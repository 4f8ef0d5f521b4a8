//! Client-thread <-> realtime-thread message queues (spec §4.6). Requests flow one way
//! (GUI/client thread -> realtime thread), replies and unsolicited errors flow the other; each
//! queue is a plain SPSC channel so the realtime thread never blocks waiting on a slow client.

use crossbeam_channel::{Receiver, Sender, TryRecvError};

use crate::data_object::CoEObject;
use crate::error::ErrorMessage;

/// Ask the realtime thread to perform an SDO transfer for the given object (spec §4.6 "CoE update
/// request"). A read (`is_read: true`) uploads the object and publishes the result into the CoE
/// cache; a write (`is_read: false`) downloads `value` and, on success, publishes that same value
/// into the cache so a subsequent read observes it without a round trip.
#[derive(Debug, Clone)]
pub struct CoEUpdateRequest {
    pub object: CoEObject,
    pub is_read: bool,
    /// The bytes to write when `is_read` is false; ignored for reads.
    pub value: Vec<u8>,
}

/// Ask the realtime thread to write one PDO-mapped value on its next cycle.
#[derive(Debug, Clone)]
pub struct PdoWriteRequest {
    pub slave: u32,
    pub byte_offset: usize,
    pub bit_offset: u8,
    pub bytes: Vec<u8>,
}

/// Ask the realtime thread to zero a slave's error counter registers.
#[derive(Debug, Clone)]
pub struct RegisterResetRequest {
    pub slave_address: u16,
}

/// Any one of the requests the client thread can enqueue for the realtime thread.
#[derive(Debug, Clone)]
pub enum ClientRequest {
    CoEUpdate(CoEUpdateRequest),
    PdoWrite(PdoWriteRequest),
    RegisterReset(RegisterResetRequest),
}

/// The client-facing half: send requests, and receive whatever errors the realtime thread
/// couldn't attribute to a specific request (spec §4.6 "error publication").
#[derive(Clone)]
pub struct ClientQueueHandle {
    requests: Sender<ClientRequest>,
    errors: Receiver<ErrorMessage>,
}

impl ClientQueueHandle {
    pub fn send(&self, request: ClientRequest) -> Result<(), ClientRequest> {
        self.requests.send(request).map_err(|e| e.0)
    }

    /// Drain all errors published since the last call; never blocks.
    pub fn drain_errors(&self) -> Vec<ErrorMessage> {
        let mut out = Vec::new();
        loop {
            match self.errors.try_recv() {
                Ok(message) => out.push(message),
                Err(TryRecvError::Empty) | Err(TryRecvError::Disconnected) => break,
            }
        }
        out
    }
}

/// The realtime-thread-facing half of the same pair of channels.
pub struct RealtimeQueueHandle {
    requests: Receiver<ClientRequest>,
    errors: Sender<ErrorMessage>,
}

impl RealtimeQueueHandle {
    /// Drain every request queued since the last cycle; never blocks (spec §4.6
    /// "handle_client_requests runs at most once per cycle and never waits").
    pub fn drain_requests(&self) -> Vec<ClientRequest> {
        let mut out = Vec::new();
        loop {
            match self.requests.try_recv() {
                Ok(request) => out.push(request),
                Err(TryRecvError::Empty) | Err(TryRecvError::Disconnected) => break,
            }
        }
        out
    }

    pub fn publish_error(&self, message: ErrorMessage) {
        // A full/disconnected error channel means no one is listening; dropping the message is
        // correct since the realtime thread must never block on a slow or absent client.
        let _ = self.errors.send(message);
    }
}

/// Build a connected client/realtime queue pair.
pub fn channel() -> (ClientQueueHandle, RealtimeQueueHandle) {
    let (request_tx, request_rx) = crossbeam_channel::unbounded();
    let (error_tx, error_rx) = crossbeam_channel::unbounded();

    (
        ClientQueueHandle {
            requests: request_tx,
            errors: error_rx,
        },
        RealtimeQueueHandle {
            requests: request_rx,
            errors: error_tx,
        },
    )
}

#[cfg(test)]
mod tests {
    use super::*;
    use crate::data_object::{CoEAccess, GLOBAL_SLAVE};
    use crate::data_types::EtherCATDataType;
    use crate::error::ErrorSeverity;

    #[test]
    fn requests_enqueued_by_client_are_drained_by_realtime_side() {
        let (client, realtime) = channel();

        client
            .send(ClientRequest::RegisterReset(RegisterResetRequest { slave_address: 0x1001 }))
            .unwrap();

        let drained = realtime.drain_requests();
        assert_eq!(drained.len(), 1);
        assert!(realtime.drain_requests().is_empty());
    }

    #[test]
    fn errors_published_by_realtime_are_drained_by_client() {
        let (client, realtime) = channel();

        realtime.publish_error(ErrorMessage::for_slave(
            "timeout".to_string(),
            GLOBAL_SLAVE,
            ErrorSeverity::Medium,
        ));

        let drained = client.drain_errors();
        assert_eq!(drained.len(), 1);
        assert!(client.drain_errors().is_empty());
    }

    #[test]
    fn coe_update_request_round_trips() {
        let (client, realtime) = channel();

        let object = CoEObject {
            slave: 1,
            index: 0x6000,
            sub_index: 0,
            access: CoEAccess::READ_SAFE_OP,
            data_type: EtherCATDataType::Unsigned(16),
        };

        client
            .send(ClientRequest::CoEUpdate(CoEUpdateRequest {
                object: object.clone(),
                is_read: true,
                value: Vec::new(),
            }))
            .unwrap();

        match realtime.drain_requests().pop() {
            Some(ClientRequest::CoEUpdate(request)) => assert_eq!(request.object.index, object.index),
            other => panic!("unexpected request: {other:?}"),
        }
    }
}
//! Traits used to pack/unpack structs and enums from EtherCAT wire formats:
//! frame/PDU fields, ESC register values and the binary log codec.
//!
//! This crate is internal to `etherkitten-reader` and kept deliberately small:
//! composite types implement [`EtherCatWire`] by hand (see `al_control.rs`-style
//! manual impls in the main crate) rather than via a derive macro, since the
//! log codec's block shapes (CStrings, TLV streams, length-prefixed blobs)
//! don't fit a single bit-packed struct deriver.

#![deny(missing_docs)]
#![deny(missing_copy_implementations)]
#![deny(trivial_casts)]
#![deny(trivial_numeric_casts)]
#![deny(unused_import_braces)]
#![deny(unused_qualifications)]
#![deny(rustdoc::broken_intra_doc_links)]
#![deny(rustdoc::private_intra_doc_links)]

mod error;
mod impls;

pub use error::WireError;

/// A type to be sent/received on the wire, according to EtherCAT spec rules (packed bits, little
/// endian).
pub trait EtherCatWire<'a>: Sized {
    // /// The number of bytes rounded up that can hold this type.
    // const BYTES: usize;

    /// Pack the type and write it into the beginning of `buf`.
    ///
    /// The default implementation of this method will return an error if the buffer is not long
    /// enough.
    fn pack_to_slice<'buf>(&self, buf: &'buf mut [u8]) -> Result<&'buf [u8], WireError> {
        if buf.len() < self.packed_len() {
            return Err(WireError::WriteBufferTooShort {
                expected: self.packed_len(),
                got: buf.len(),
            });
        }

        Ok(self.pack_to_slice_unchecked(buf))
    }

    /// Pack the type and write it into the beginning of `buf`.
    ///
    /// # Panics
    ///
    /// This method must panic if `buf` is too short to hold the packed data.
    fn pack_to_slice_unchecked<'buf>(&self, buf: &'buf mut [u8]) -> &'buf [u8];

    /// Unpack this type from the beginning of the given buffer.
    fn unpack_from_slice(buf: &'a [u8]) -> Result<Self, WireError>;

    /// Get the length in bytes of this item when packed.
    fn packed_len(&self) -> usize;
}

/// Implemented for types with a known size at compile time (pretty much everything that isn't a
/// `&[u8]`).
pub trait EtherCatWireSized<'a>: EtherCatWire<'a> {
    /// Packed size in bytes.
    const BYTES: usize;

    /// Used to define an array of the correct length. This type should ALWAYS be of the form `[u8;
    /// N]` where `N` is a fixed value or const generic as per the type this trait is implemented
    /// on.
    type Arr: AsRef<[u8]> + AsMut<[u8]>;

    /// Pack this item to a fixed sized array.
    fn pack(&self) -> Self::Arr;

    /// Create a buffer sized to contain the packed representation of this item.
    fn buffer() -> Self::Arr;
}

**TO DO**
All entries above are to be copied exactly, with none left out.

**RESULT FOR THIS EXERCISE**
repository 4f8ef0d5f521b4a8
//! Client-thread <-> realtime-thread message queues (spec §4.6). Requests flow one way
//! (GUI/client thread -> realtime thread), replies and unsolicited errors flow the other; each
//! queue is a plain SPSC channel so the realtime thread never blocks waiting on a slow client.

use crossbeam_channel::{Receiver, Sender, TryRecvError};

use crate::data_object::CoEObject;
use crate::error::ErrorMessage;

/// Ask the realtime thread to perform an SDO transfer for the given object (spec §4.6 "CoE update
/// request"). A read (`is_read: true`) uploads the object and publishes the result into the CoE
/// cache; a write (`is_read: false`) downloads `value` and, on success, publishes that same value
/// into the cache so a subsequent read observes it without a round trip.
#[derive(Debug, Clone)]
pub struct CoEUpdateRequest {
    pub object: CoEObject,
    pub is_read: bool,
    /// The bytes to write when `is_read` is false; ignored for reads.
    pub value: Vec<u8>,
}

/// Ask the realtime thread to write one PDO-mapped value on its next cycle.
#[derive(Debug, Clone)]
pub struct PdoWriteRequest {
    pub slave: u32,
    pub byte_offset: usize,
    pub bit_offset: u8,
    pub bytes: Vec<u8>,
}

/// Ask the realtime thread to zero a slave's error counter registers.
#[derive(Debug, Clone)]
pub struct RegisterResetRequest {
    pub slave_address: u16,
}

/// Any one of the requests the client thread can enqueue for the realtime thread.
#[derive(Debug, Clone)]
pub enum ClientRequest {
    CoEUpdate(CoEUpdateRequest),
    PdoWrite(PdoWriteRequest),
    RegisterReset(RegisterResetRequest),
}

/// The client-facing half: send requests, and receive whatever errors the realtime thread
/// couldn't attribute to a specific request (spec §4.6 "error publication").
#[derive(Clone)]
pub struct ClientQueueHandle {
    requests: Sender<ClientRequest>,
    errors: Receiver<ErrorMessage>,
}

impl ClientQueueHandle {
    pub fn send(&self, request: ClientRequest) -> Result<(), ClientRequest> {
        self.requests.send(request).map_err(|e| e.0)
    }

    /// Drain all errors published since the last call; never blocks.
    pub fn drain_errors(&self) -> Vec<ErrorMessage> {
        let mut out = Vec::new();
        loop {
            match self.errors.try_recv() {
                Ok(message) => out.push(message),
                Err(TryRecvError::Empty) | Err(TryRecvError::Disconnected) => break,
            }
        }
        out
    }
}

/// The realtime-thread-facing half of the same pair of channels.
pub struct RealtimeQueueHandle {
    requests: Receiver<ClientRequest>,
    errors: Sender<ErrorMessage>,
}

impl RealtimeQueueHandle {
    /// Drain every request queued since the last cycle; never blocks (spec §4.6
    /// "handle_client_requests runs at most once per cycle and never waits").
    pub fn drain_requests(&self) -> Vec<ClientRequest> {
        let mut out = Vec::new();
        loop {
            match self.requests.try_recv() {
                Ok(request) => out.push(request),
                Err(TryRecvError::Empty) | Err(TryRecvError::Disconnected) => break,
            }
        }
        out
    }

    pub fn publish_error(&self, message: ErrorMessage) {
        // A full/disconnected error channel means no one is listening; dropping the message is
        // correct since the realtime thread must never block on a slow or absent client.
        let _ = self.errors.send(message);
    }
}

/// Build a connected client/realtime queue pair.
pub fn channel() -> (ClientQueueHandle, RealtimeQueueHandle) {
    let (request_tx, request_rx) = crossbeam_channel::unbounded();
    let (error_tx, error_rx) = crossbeam_channel::unbounded();

    (
        ClientQueueHandle {
            requests: request_tx,
            errors: error_rx,
        },
        RealtimeQueueHandle {
            requests: request_rx,
            errors: error_tx,
        },
    )
}

#[cfg(test)]
mod tests {
    use super::*;
    use crate::data_object::{CoEAccess, GLOBAL_SLAVE};
    use crate::data_types::EtherCATDataType;
    use crate::error::ErrorSeverity;

    #[test]
    fn requests_enqueued_by_client_are_drained_by_realtime_side() {
        let (client, realtime) = channel();

        client
            .send(ClientRequest::RegisterReset(RegisterResetRequest { slave_address: 0x1001 }))
            .unwrap();

        let drained = realtime.drain_requests();
        assert_eq!(drained.len(), 1);
        assert!(realtime.drain_requests().is_empty());
    }

    #[test]
    fn errors_published_by_realtime_are_drained_by_client() {
        let (client, realtime) = channel();

        realtime.publish_error(ErrorMessage::for_slave(
            "timeout".to_string(),
            GLOBAL_SLAVE,
            ErrorSeverity::Medium,
        ));

        let drained = client.drain_errors();
        assert_eq!(drained.len(), 1);
        assert!(client.drain_errors().is_empty());
    }

    #[test]
    fn coe_update_request_round_trips() {
        let (client, realtime) = channel();

        let object = CoEObject {
            slave: 1,
            index: 0x6000,
            sub_index: 0,
            access: CoEAccess::READ_SAFE_OP,
            data_type: EtherCATDataType::Unsigned(16),
        };

        client
            .send(ClientRequest::CoEUpdate(CoEUpdateRequest {
                object: object.clone(),
                is_read: true,
                value: Vec::new(),
            }))
            .unwrap();

        match realtime.drain_requests().pop() {
            Some(ClientRequest::CoEUpdate(request)) => assert_eq!(request.object.index, object.index),
            other => panic!("unexpected request: {other:?}"),
        }
    }
}
//! Traits used to pack/unpack structs and enums from EtherCAT wire formats:
//! frame/PDU fields, ESC register values and the binary log codec.
//!
//! This crate is internal to `etherkitten-reader` and kept deliberately small:
//! composite types implement [`EtherCatWire`] by hand (see `al_control.rs`-style
//! manual impls in the main crate) rather than via a derive macro, since the
//! log codec's block shapes (CStrings, TLV streams, length-prefixed blobs)
//! don't fit a single bit-packed struct deriver.

#![deny(missing_docs)]
#![deny(missing_copy_implementations)]
#![deny(trivial_casts)]
#![deny(trivial_numeric_casts)]
#![deny(unused_import_braces)]
#![deny(unused_qualifications)]
#![deny(rustdoc::broken_intra_doc_links)]
#![deny(rustdoc::private_intra_doc_links)]

mod error;
mod impls;

pub use error::WireError;

/// A type to be sent/received on the wire, according to EtherCAT spec rules (packed bits, little
/// endian).
pub trait EtherCatWire<'a>: Sized {
    // /// The number of bytes rounded up that can hold this type.
    // const BYTES: usize;

    /// Pack the type and write it into the beginning of `buf`.
    ///
    /// The default implementation of this method will return an error if the buffer is not long
    /// enough.
    fn pack_to_slice<'buf>(&self, buf: &'buf mut [u8]) -> Result<&'buf [u8], WireError> {
        if buf.len() < self.packed_len() {
            return Err(WireError::WriteBufferTooShort {
                expected: self.packed_len(),
                got: buf.len(),
            });
        }

        Ok(self.pack_to_slice_unchecked(buf))
    }

    /// Pack the type and write it into the beginning of `buf`.
    ///
    /// # Panics
    ///
    /// This method must panic if `buf` is too short to hold the packed data.
    fn pack_to_slice_unchecked<'buf>(&self, buf: &'buf mut [u8]) -> &'buf [u8];

    /// Unpack this type from the beginning of the given buffer.
    fn unpack_from_slice(buf: &'a [u8]) -> Result<Self, WireError>;

    /// Get the length in bytes of this item when packed.
    fn packed_len(&self) -> usize;
}

/// Implemented for types with a known size at compile time (pretty much everything that isn't a
/// `&[u8]`).
pub trait EtherCatWireSized<'a>: EtherCatWire<'a> {
    /// Packed size in bytes.
    const BYTES: usize;

    /// Used to define an array of the correct length. This type should ALWAYS be of the form `[u8;
    /// N]` where `N` is a fixed value or const generic as per the type this trait is implemented
    /// on.
    type Arr: AsRef<[u8]> + AsMut<[u8]>;

    /// Pack this item to a fixed sized array.
    fn pack(&self) -> Self::Arr;

    /// Create a buffer sized to contain the packed representation of this item.
    fn buffer() -> Self::Arr;
}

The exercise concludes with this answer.